Thursday 22 September 2011

I failed. But tomorrow's a new day.

Earlier tonight, I got a phone call from a friend of mine asking if I wanted to go out for coffee.  I told him that I was still going through withdrawal and it was really hard for me right now.   He asked what the problem was.  I had already told him I was an alcoholic.  I explained again that I was an alcoholic and needed some time.  He then asked me why I was having such a hard time since he only invited me for coffee. 
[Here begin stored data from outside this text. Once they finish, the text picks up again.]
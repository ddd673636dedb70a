//! Error types for trellis-core.

use thiserror::Error;

/// Result type for trellis-core operations.
pub type Result<T> = std::result::Result<T, Error>;

/// Errors surfaced synchronously by the public API.
///
/// These are precondition violations; they never enter a cell's state
/// machine. Failures *inside* the dataflow (a cell function returning an
/// error) are carried as [`CellError`] values in fault maps instead.
#[derive(Debug, Error)]
pub enum Error {
    /// `set` was called on a cell that has handle parents.
    #[error("cannot set cell '{name}': it has {n_handle} handle parent(s)")]
    SetOnNonLeaf { name: String, n_handle: usize },

    /// Cyclic dependency detected among cells.
    #[error("cyclic dependency detected: {0}")]
    CyclicDependency(String),

    /// The scheduler's worker pool could not be built.
    #[error("failed to build worker pool: {0}")]
    Pool(String),
}

/// A failure produced by a cell's update function, or inherited from an
/// ancestor through the graph.
///
/// `CellError` is a value: it is cloned into the fault map of every
/// downstream cell the failure reaches.
#[derive(Debug, Clone, PartialEq, Eq, Error)]
#[error("{message}")]
pub struct CellError {
    message: String,
}

impl CellError {
    /// Create an error with the given message.
    pub fn new(message: impl Into<String>) -> Self {
        Self {
            message: message.into(),
        }
    }

    /// The error message.
    pub fn message(&self) -> &str {
        &self.message
    }
}

impl From<String> for CellError {
    fn from(message: String) -> Self {
        Self { message }
    }
}

impl From<&str> for CellError {
    fn from(message: &str) -> Self {
        Self {
            message: message.to_string(),
        }
    }
}
//! Observable cell state: statuses, outcomes and fault maps.

use std::collections::BTreeMap;
use std::fmt;
use std::sync::atomic::{AtomicU64, Ordering};

use crate::error::CellError;

static NEXT_HANDLE_ID: AtomicU64 = AtomicU64::new(0);

/// Stable identity of a handle (a cell or a source) within the process.
#[derive(
    Debug,
    Clone,
    Copy,
    PartialEq,
    Eq,
    PartialOrd,
    Ord,
    Hash,
    serde::Serialize,
    serde::Deserialize,
)]
pub struct HandleId(u64);

impl HandleId {
    /// Allocate a fresh identity.
    pub(crate) fn next() -> Self {
        Self(NEXT_HANDLE_ID.fetch_add(1, Ordering::Relaxed))
    }

    pub fn as_u64(&self) -> u64 {
        self.0
    }
}

impl fmt::Display for HandleId {
    fn fmt(&self, f: &mut fmt::Formatter<'_>) -> fmt::Result {
        write!(f, "handle_{}", self.0)
    }
}

/// Lifecycle status of a cell.
#[derive(Debug, Clone, Copy, PartialEq, Eq, serde::Serialize, serde::Deserialize)]
#[serde(rename_all = "snake_case")]
pub enum Status {
    /// No current value; the cell recomputes on the next demand.
    NeedsUpdate,
    /// Demanded and waiting for parent values (or currently computing).
    Updating,
    /// Holds the result of its function over the latest parent values.
    UpToDate,
    /// Holds a computed value and ignores all parent traffic until reset.
    Oblivious,
    /// The cell's own function or an ancestor failed.
    Error,
}

impl Status {
    /// Terminal statuses do not change without new demand or input.
    ///
    /// `evaluate` waits for exactly these; `Error` counts so evaluation
    /// never deadlocks on a faulted branch.
    pub fn is_terminal(&self) -> bool {
        matches!(self, Status::UpToDate | Status::Oblivious | Status::Error)
    }
}

impl fmt::Display for Status {
    fn fmt(&self, f: &mut fmt::Formatter<'_>) -> fmt::Result {
        let name = match self {
            Status::NeedsUpdate => "needs-update",
            Status::Updating => "updating",
            Status::UpToDate => "up-to-date",
            Status::Oblivious => "oblivious",
            Status::Error => "error",
        };
        f.write_str(name)
    }
}

/// Origin of an entry in a fault map.
#[derive(Debug, Clone, Copy, PartialEq, Eq, PartialOrd, Ord, Hash)]
pub enum ErrorSource {
    /// The cell's own update function failed.
    Own,
    /// A direct handle parent reported a failure.
    Parent(HandleId),
}

impl fmt::Display for ErrorSource {
    fn fmt(&self, f: &mut fmt::Formatter<'_>) -> fmt::Result {
        match self {
            ErrorSource::Own => f.write_str("self"),
            ErrorSource::Parent(id) => write!(f, "{id}"),
        }
    }
}

/// Accumulated failures visible at a cell, keyed by origin.
///
/// The error values relay the originating failure unchanged as it travels
/// down the graph; the keys name the local source (the cell itself or the
/// direct parent that reported it).
pub type FaultMap = BTreeMap<ErrorSource, CellError>;

/// The externally observable value of a cell.
#[derive(Debug, Clone, PartialEq)]
pub enum Outcome<V> {
    /// No value has been computed yet, or the last one was invalidated.
    Pending,
    /// The update function produced a value.
    Computed(V),
    /// The cell or an ancestor failed; the map enumerates the sources.
    Faulted(FaultMap),
}

impl<V> Outcome<V> {
    pub fn is_pending(&self) -> bool {
        matches!(self, Outcome::Pending)
    }

    pub fn is_computed(&self) -> bool {
        matches!(self, Outcome::Computed(_))
    }

    pub fn is_faulted(&self) -> bool {
        matches!(self, Outcome::Faulted(_))
    }

    /// The computed value, if any.
    pub fn computed(&self) -> Option<&V> {
        match self {
            Outcome::Computed(v) => Some(v),
            _ => None,
        }
    }

    /// Consume the outcome, yielding the computed value if any.
    pub fn into_computed(self) -> Option<V> {
        match self {
            Outcome::Computed(v) => Some(v),
            _ => None,
        }
    }

    /// The fault map, if the outcome is faulted.
    pub fn faults(&self) -> Option<&FaultMap> {
        match self {
            Outcome::Faulted(m) => Some(m),
            _ => None,
        }
    }
}

/// A consistent `{status, value}` pair read from a cell.
///
/// Snapshots are plain values; a reader never observes a torn state, and a
/// snapshot reflects only completed transitions.
#[derive(Debug, Clone, PartialEq)]
pub struct Snapshot<V> {
    pub status: Status,
    pub value: Outcome<V>,
}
Some background.  This guy is in his early 20's, still lives with his parents and entire social life revolves around cars.  He has NO other interests.  Needless to say, he's quite sheltered.  He didn't know what an addict is like, or how they feel when they decide to be sober.  It really frustrated me because I'm going through hell right now and he didn't fucking get it.  I know most that haven't been there don't know what it's like but most have a general idea.  This kid didn't.  To him it was the same as if I had the made decision to stop eating cabbage or something.  IT'S NOT THAT EASY!  I ended up hanging up on him because he was frustrating me. There are only so many ways you can explain that you're an addict. 
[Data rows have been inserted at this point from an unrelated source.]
//! End-to-end tests over a small arithmetic dataflow graph.
//!
//! The graph mirrors the crate's demo setup: a division cell over a
//! source, oblivious intermediates, and sinks mixing both.

use std::sync::Arc;
use std::sync::atomic::{AtomicUsize, Ordering};
use std::thread;
use std::time::{Duration, Instant};

use trellis_core::{
    Cell, CellError, ComputeResult, Outcome, Parent, Scheduler, Source, Status, evaluate,
    force_needs_update,
};

// =============================================================================
// Test Helpers
// =============================================================================

fn sum(args: &[f64]) -> f64 {
    args.iter().sum()
}

/// Poll until `cell` reaches `want`; propagation is asynchronous.
fn wait_for_status(cell: &Cell<f64>, want: Status) {
    let deadline = Instant::now() + Duration::from_secs(2);
    while cell.status() != want {
        assert!(
            Instant::now() < deadline,
            "cell '{}' stuck in {} waiting for {}",
            cell.name(),
            cell.status(),
            want
        );
        thread::sleep(Duration::from_millis(5));
    }
}

fn counted_sum(
    counter: &Arc<AtomicUsize>,
) -> impl Fn(&[f64]) -> ComputeResult<f64> + Send + Sync + 'static {
    let counter = Arc::clone(counter);
    move |args| {
        counter.fetch_add(1, Ordering::SeqCst);
        Ok(sum(args))
    }
}

fn counted_div(
    counter: &Arc<AtomicUsize>,
) -> impl Fn(&[f64]) -> ComputeResult<f64> + Send + Sync + 'static {
    let counter = Arc::clone(counter);
    move |args| {
        counter.fetch_add(1, Ordering::SeqCst);
        if args[1] == 0.0 {
            Err(CellError::new("division by zero"))
        } else {
            Ok(args[0] / args[1])
        }
    }
}

/// `a = 1/x`, `b = 2+3`, `c = a+b` (oblivious), `d = c+a+3`,
/// `e = a+2` (oblivious), `f = c+e+12`.
struct DemoGraph {
    x: Source<f64>,
    a: Cell<f64>,
    b: Cell<f64>,
    c: Cell<f64>,
    d: Cell<f64>,
    e: Cell<f64>,
    f: Cell<f64>,
    computes: [Arc<AtomicUsize>; 6],
}

impl DemoGraph {
    fn build(sched: &Scheduler) -> Self {
        let computes: [Arc<AtomicUsize>; 6] = std::array::from_fn(|_| Arc::default());
        let x = Source::new(10.0);
        let a = Cell::new(
            sched,
            "a",
            vec![Parent::constant(1.0), Parent::source(&x)],
            counted_div(&computes[0]),
        );
        let b = Cell::new(
            sched,
            "b",
            vec![Parent::constant(2.0), Parent::constant(3.0)],
            counted_sum(&computes[1]),
        );
        let c = Cell::new_oblivious(
            sched,
            "c",
            vec![Parent::cell(&a), Parent::cell(&b)],
            counted_sum(&computes[2]),
        );
        let d = Cell::new(
            sched,
            "d",
            vec![Parent::cell(&c), Parent::cell(&a), Parent::constant(3.0)],
            counted_sum(&computes[3]),
        );
        let e = Cell::new_oblivious(
            sched,
            "e",
            vec![Parent::cell(&a), Parent::constant(2.0)],
            counted_sum(&computes[4]),
        );
        let f = Cell::new(
            sched,
            "f",
            vec![Parent::cell(&c), Parent::cell(&e), Parent::constant(12.0)],
            counted_sum(&computes[5]),
        );
        Self {
            x,
            a,
            b,
            c,
            d,
            e,
            f,
            computes,
        }
    }

    fn compute_counts(&self) -> [usize; 6] {
        std::array::from_fn(|i| self.computes[i].load(Ordering::SeqCst))
    }
}

// =============================================================================
// Scenarios
// =============================================================================

#[test]
fn test_nothing_computes_without_demand() {
    let sched = Scheduler::with_threads(4).unwrap();
    let g = DemoGraph::build(&sched);

    thread::sleep(Duration::from_millis(100));
    for cell in [&g.a, &g.b, &g.c, &g.d, &g.e, &g.f] {
        assert_eq!(cell.status(), Status::NeedsUpdate);
        assert_eq!(cell.value(), Outcome::Pending);
    }
    assert_eq!(g.compute_counts(), [0; 6]);
}

#[test]
fn test_independent_branches_compute_in_parallel() {
    let sched = Scheduler::with_threads(4).unwrap();
    let delay = Duration::from_millis(400);
    let x = Source::new(10.0);
    let a = Cell::new(
        &sched,
        "a",
        vec![Parent::constant(1.0), Parent::source(&x)],
        move |args: &[f64]| {
            thread::sleep(delay);
            Ok(args[0] / args[1])
        },
    );
    let b = Cell::new(
        &sched,
        "b",
        vec![Parent::constant(2.0), Parent::constant(3.0)],
        move |args: &[f64]| {
            thread::sleep(delay);
            Ok(args.iter().sum())
        },
    );

    let started = Instant::now();
    let values = evaluate(&[a, b]);
    let elapsed = started.elapsed();

    assert_eq!(
        values,
        vec![Outcome::Computed(1.0 / 10.0), Outcome::Computed(5.0)]
    );
    assert!(elapsed >= delay, "cells returned before computing");
    assert!(
        elapsed < delay * 2,
        "siblings computed sequentially: {elapsed:?}"
    );
}

#[test]
fn test_full_graph_evaluates_each_cell_once() {
    let sched = Scheduler::with_threads(4).unwrap();
    let g = DemoGraph::build(&sched);

    let values = evaluate(&[g.d.clone(), g.e.clone(), g.f.clone()]);

    let a = 1.0 / 10.0;
    let b = sum(&[2.0, 3.0]);
    let c = sum(&[a, b]);
    let d = sum(&[c, a, 3.0]);
    let e = sum(&[a, 2.0]);
    let f = sum(&[c, e, 12.0]);
    assert_eq!(
        values,
        vec![Outcome::Computed(d), Outcome::Computed(e), Outcome::Computed(f)]
    );

    assert_eq!(g.a.status(), Status::UpToDate);
    assert_eq!(g.b.status(), Status::UpToDate);
    assert_eq!(g.c.status(), Status::Oblivious);
    assert_eq!(g.e.status(), Status::Oblivious);
    assert_eq!(g.compute_counts(), [1; 6], "some cell computed twice");
}

#[test]
fn test_source_change_invalidates_only_non_oblivious_descendants() {
    let sched = Scheduler::with_threads(4).unwrap();
    let g = DemoGraph::build(&sched);
    evaluate(&[g.d.clone(), g.e.clone(), g.f.clone()]);

    let a_old = 1.0 / 10.0;
    let c_old = sum(&[a_old, sum(&[2.0, 3.0])]);
    let e_old = sum(&[a_old, 2.0]);

    g.x.set(11.0);
    wait_for_status(&g.a, Status::NeedsUpdate);
    wait_for_status(&g.d, Status::NeedsUpdate);

    // Oblivious cells keep their snapshot; f sits behind them, untouched.
    assert_eq!(g.c.value(), Outcome::Computed(c_old));
    assert_eq!(g.e.value(), Outcome::Computed(e_old));
    assert_eq!(g.f.status(), Status::UpToDate);

    let values = evaluate(&[g.a.clone(), g.d.clone()]);
    let a_new = 1.0 / 11.0;
    assert_eq!(
        values,
        vec![
            Outcome::Computed(a_new),
            Outcome::Computed(sum(&[c_old, a_new, 3.0]))
        ]
    );
    // a and d recomputed; b, c, e and f did not.
    assert_eq!(g.compute_counts(), [2, 1, 1, 2, 1, 1]);
}

#[test]
fn test_forced_oblivious_cell_recomputes_with_current_inputs() {
    let sched = Scheduler::with_threads(4).unwrap();
    let g = DemoGraph::build(&sched);
    evaluate(&[g.d.clone(), g.e.clone(), g.f.clone()]);

    g.x.set(11.0);
    wait_for_status(&g.a, Status::NeedsUpdate);
    evaluate(&[g.a.clone(), g.d.clone()]);

    force_needs_update(&[g.c.clone()]);
    wait_for_status(&g.c, Status::NeedsUpdate);
    let values = evaluate(&[g.c.clone()]);

    // The reset cell sees the post-change value of a, not its stale cache.
    let a_new = 1.0 / 11.0;
    assert_eq!(values, vec![Outcome::Computed(sum(&[a_new, 5.0]))]);
    assert_eq!(g.c.status(), Status::Oblivious);
    assert_eq!(g.computes[2].load(Ordering::SeqCst), 2);
}

#[test]
fn test_evaluate_returns_outcomes_in_argument_order() {
    let sched = Scheduler::with_threads(4).unwrap();
    let g = DemoGraph::build(&sched);

    let values = evaluate(&[g.b.clone(), g.a.clone(), g.b.clone()]);
    assert_eq!(
        values,
        vec![
            Outcome::Computed(5.0),
            Outcome::Computed(1.0 / 10.0),
            Outcome::Computed(5.0)
        ]
    );
}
About an hour later I got a text message from my ex.  Not the ex that I'm still in love with but one that I dated last year.  We hadn't had any contact since we broke up.  This is the text he sent me verbatim. 

Weird random question since I know were not dating but r u still sexually attracted?

Number one: he knows (as well as everyone else I come in contact with) that I hate the short hand text messages.  Why can't you spell out you, or are?
Number two: I'm not that desperate for sex that I need to come back and sleep with him.  Why now?  The timing is horrid.  I'm trying to get sober, I don't want to deal with an ex that wants to sleep with me.

I told him to never contact me again.  I don't need this shit. 

Otherwise today was good, I had no cravings.  But for some reason I drove to the beer and wine store and bought a six pack.  I didn't want it or need it.  I was feeling good (craving wise) but for some reason, I bought beer.  I don't know why I did it.  But I did.  I felt guilty the minute I parked my car, and it got worse as I bought the beer and brought it home.  I left it in my fridge for an hour while wrestling with my conscience.  I wasn't waiting for the beer to get cold, it already was.  I made the decision that since I bought it, I might as well drink it.  I cracked open the first can and took a sip.  It tasted horrible.  I didn't like it at all.  I drank it all though.  I don't know why.  I then opened the other five cans and poured them down the sink.

I guess it's good that I didn't get stupid drunk but I shouldn't have even bought beer in the first place.  I feel so stupid because I was doing so good.  I guess I have to start the count down over.  Day one starts tomorrow.  

I finally figured out why I'm not hung up about my ex.  This break up doesn't feel real.  We still text each other almost everyday.  I need to realize it's over.  I can't keep hoping that once I'm sober we'll get back together.  He has his life, he's going to move on and I should as well.  I guess I should stop texting him.  But he's the only person that I told that I drank again and he didn't judge me, he made me feel better.  One beer in 216 hours isn't bad, baby steps honey.  He doesn't deserve to have me constantly bugging him with my issues.  I need to let him go.  Okay, reality just sunk in.  This is going to suck.  I'm now crying over our relationship.

1 comment:

  1. Thank you for being brave enough to share your recovery with the world! Know that there are people and places out there to turn to for support and there certainly are more than enough people out there struggling in the same ways. You are correct, tomorrow is a new day and we hope that you found a way through this and you're now only adding days to your recovery.